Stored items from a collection
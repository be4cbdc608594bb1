// -------------------------------------------------------------------------------------------------
//  Copyright (C) 2015-2025 Nautech Systems Pty Ltd. All rights reserved.
//  https://nautechsystems.io
//
//  Licensed under the GNU Lesser General Public License Version 3.0 (the "License");
//  You may not use this file except in compliance with the License.
//  You may obtain a copy of the License at https://www.gnu.org/licenses/lgpl-3.0.en.html
//
//  Unless required by applicable law or agreed to in writing, software
//  distributed under the License is distributed on an "AS IS" BASIS,
//  WITHOUT WARRANTIES OR CONDITIONS OF ANY KIND, either express or implied.
//  See the License for the specific language governing permissions and
//  limitations under the License.
// -------------------------------------------------------------------------------------------------

//! Locally maintained exchange state: entities, registries and the channel
//! applicator.

pub mod apply;
pub mod book;
pub mod instrument;
pub mod order;
pub mod position;
pub mod registry;
pub mod status;
pub mod wallet;

use std::collections::VecDeque;
use std::sync::Arc;

use ahash::AHashMap;
use chrono::{DateTime, Utc};
use ustr::Ustr;

use crate::{
    common::{
        enums::BitmexSide,
        metrics::{MetricsSink, NoopMetrics},
        symbol::{BitmexSymbolMap, SymbolMapper},
    },
    events::{Publisher, UpdateReason},
    state::{
        book::OrderBookL2,
        instrument::Instrument,
        order::{Order, OrderPatch},
        position::Position,
        registry::{OrdersRegistry, PositionsRegistry, Wallets},
        wallet::Wallet,
    },
};

/// Maximum settlement rows retained.
const SETTLEMENTS_LIMIT: usize = 256;

/// A liquidation order observed on the public feed.
#[derive(Clone, Debug, PartialEq)]
pub struct Liquidation {
    pub order_id: Ustr,
    pub symbol: Option<Ustr>,
    pub side: Option<BitmexSide>,
    pub price: Option<f64>,
    pub leaves_qty: Option<f64>,
}

/// A settlement observed on the public feed.
#[derive(Clone, Debug, PartialEq)]
pub struct Settlement {
    pub ts: DateTime<Utc>,
    pub symbol: Ustr,
    pub settlement_type: Option<Ustr>,
    pub settled_price: Option<f64>,
}

/// Per-entity diff publishers.
#[derive(Debug, Default)]
pub struct StateEvents {
    pub instruments: Publisher<Instrument>,
    pub orders: Publisher<Order>,
    pub positions: Publisher<Position>,
    pub wallets: Publisher<Wallet>,
}

/// The locally consistent, query-able view of exchange state.
///
/// Single-writer: the WebSocket applicator task and REST completions funnel
/// through one lock at state granularity; readers obtain snapshot copies.
pub struct BitmexState {
    pub instruments: AHashMap<Ustr, Instrument>,
    pub books: AHashMap<Ustr, OrderBookL2>,
    pub orders: OrdersRegistry,
    pub positions: PositionsRegistry,
    pub wallets: Wallets,
    pub liquidations: AHashMap<Ustr, Liquidation>,
    pub settlements: VecDeque<Settlement>,
    pub events: StateEvents,
    /// Set after a fresh private subscription; order increments are dropped
    /// until a partial arrives.
    awaiting_order_snapshot: bool,
    symbol_map: Arc<dyn SymbolMapper>,
    metrics: Arc<dyn MetricsSink>,
}

impl std::fmt::Debug for BitmexState {
    fn fmt(&self, f: &mut std::fmt::Formatter<'_>) -> std::fmt::Result {
        f.debug_struct(stringify!(BitmexState))
            .field("summary", &self.summary())
            .field("awaiting_order_snapshot", &self.awaiting_order_snapshot)
            .finish()
    }
}

impl BitmexState {
    /// Creates a new [`BitmexState`] instance.
    #[must_use]
    pub fn new(
        symbol_map: Option<Arc<dyn SymbolMapper>>,
        metrics: Option<Arc<dyn MetricsSink>>,
    ) -> Self {
        Self {
            instruments: AHashMap::new(),
            books: AHashMap::new(),
            orders: OrdersRegistry::new(),
            positions: PositionsRegistry::new(),
            wallets: Wallets::new(),
            liquidations: AHashMap::new(),
            settlements: VecDeque::new(),
            events: StateEvents::default(),
            awaiting_order_snapshot: true,
            symbol_map: symbol_map.unwrap_or_else(|| Arc::new(BitmexSymbolMap::default())),
            metrics: metrics.unwrap_or_else(|| Arc::new(NoopMetrics)),
        }
    }

    /// Marks private tables as awaiting fresh snapshots (fresh subscription
    /// or reconnect).
    pub fn on_reconnect(&mut self) {
        self.awaiting_order_snapshot = true;
    }

    /// Returns `true` while order increments are being discarded.
    #[must_use]
    pub fn awaiting_order_snapshot(&self) -> bool {
        self.awaiting_order_snapshot
    }

    pub(crate) fn set_awaiting_order_snapshot(&mut self, awaiting: bool) {
        self.awaiting_order_snapshot = awaiting;
    }

    pub(crate) fn symbol_map(&self) -> &Arc<dyn SymbolMapper> {
        &self.symbol_map
    }

    pub(crate) fn metrics(&self) -> &Arc<dyn MetricsSink> {
        &self.metrics
    }

    /// Looks up an instrument by native symbol.
    #[must_use]
    pub fn instrument(&self, symbol: &Ustr) -> Option<&Instrument> {
        self.instruments.get(symbol)
    }

    /// Looks up the book for a symbol.
    #[must_use]
    pub fn book(&self, symbol: &Ustr) -> Option<&OrderBookL2> {
        self.books.get(symbol)
    }

    /// Gets or lazily creates the instrument for a symbol.
    pub(crate) fn ensure_instrument(&mut self, symbol: Ustr) -> &mut Instrument {
        let unified = self.symbol_map.unify(symbol.as_str());
        self.instruments
            .entry(symbol)
            .or_insert_with(|| Instrument::new(symbol, unified))
    }

    /// Gets or lazily creates the book for a symbol.
    pub(crate) fn ensure_book(&mut self, symbol: Ustr) -> &mut OrderBookL2 {
        self.books
            .entry(symbol)
            .or_insert_with(|| OrderBookL2::new(symbol))
    }

    /// Records the settlement, keeping the buffer bounded.
    pub(crate) fn push_settlement(&mut self, settlement: Settlement) {
        if self.settlements.len() == SETTLEMENTS_LIMIT {
            self.settlements.pop_front();
        }
        self.settlements.push_back(settlement);
    }

    /// Merges an order patch from a REST acknowledgement or reconcile query.
    ///
    /// Emits a diff event when the merge changed the order; returns the
    /// current snapshot either way.
    pub fn merge_order_patch(
        &mut self,
        patch: &OrderPatch,
        reason: UpdateReason,
    ) -> Option<Order> {
        match self.orders.apply_patch(patch) {
            Some(change) => {
                self.events.orders.publish(
                    change.prev,
                    change.snapshot.clone(),
                    change.changed,
                    reason,
                );
                Some(change.snapshot)
            }
            None => self.orders.get(&patch.order_id).cloned(),
        }
    }

    /// Snapshot of the current positions, orders and wallets for reporting.
    #[must_use]
    pub fn summary(&self) -> StateSummary {
        StateSummary {
            instruments: self.instruments.len(),
            books: self.books.len(),
            orders: self.orders.len(),
            active_orders: self.orders.active().len(),
            positions: self.positions.len(),
            wallets: self.wallets.len(),
        }
    }
}

impl Default for BitmexState {
    fn default() -> Self {
        Self::new(None, None)
    }
}

/// Entity counts for logging and health reporting.
#[derive(Clone, Copy, Debug, Default, PartialEq, Eq)]
pub struct StateSummary {
    pub instruments: usize,
    pub books: usize,
    pub orders: usize,
    pub active_orders: usize,
    pub positions: usize,
    pub wallets: usize,
}

// Registry snapshot re-exports for downstream use
pub use registry::{Change, SharedOrderResult};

● Work to be completed
Copy whichever lines of the records above contain the word "UpdateReason".

● Answer area
    events::{Publisher, UpdateReason},
        reason: UpdateReason,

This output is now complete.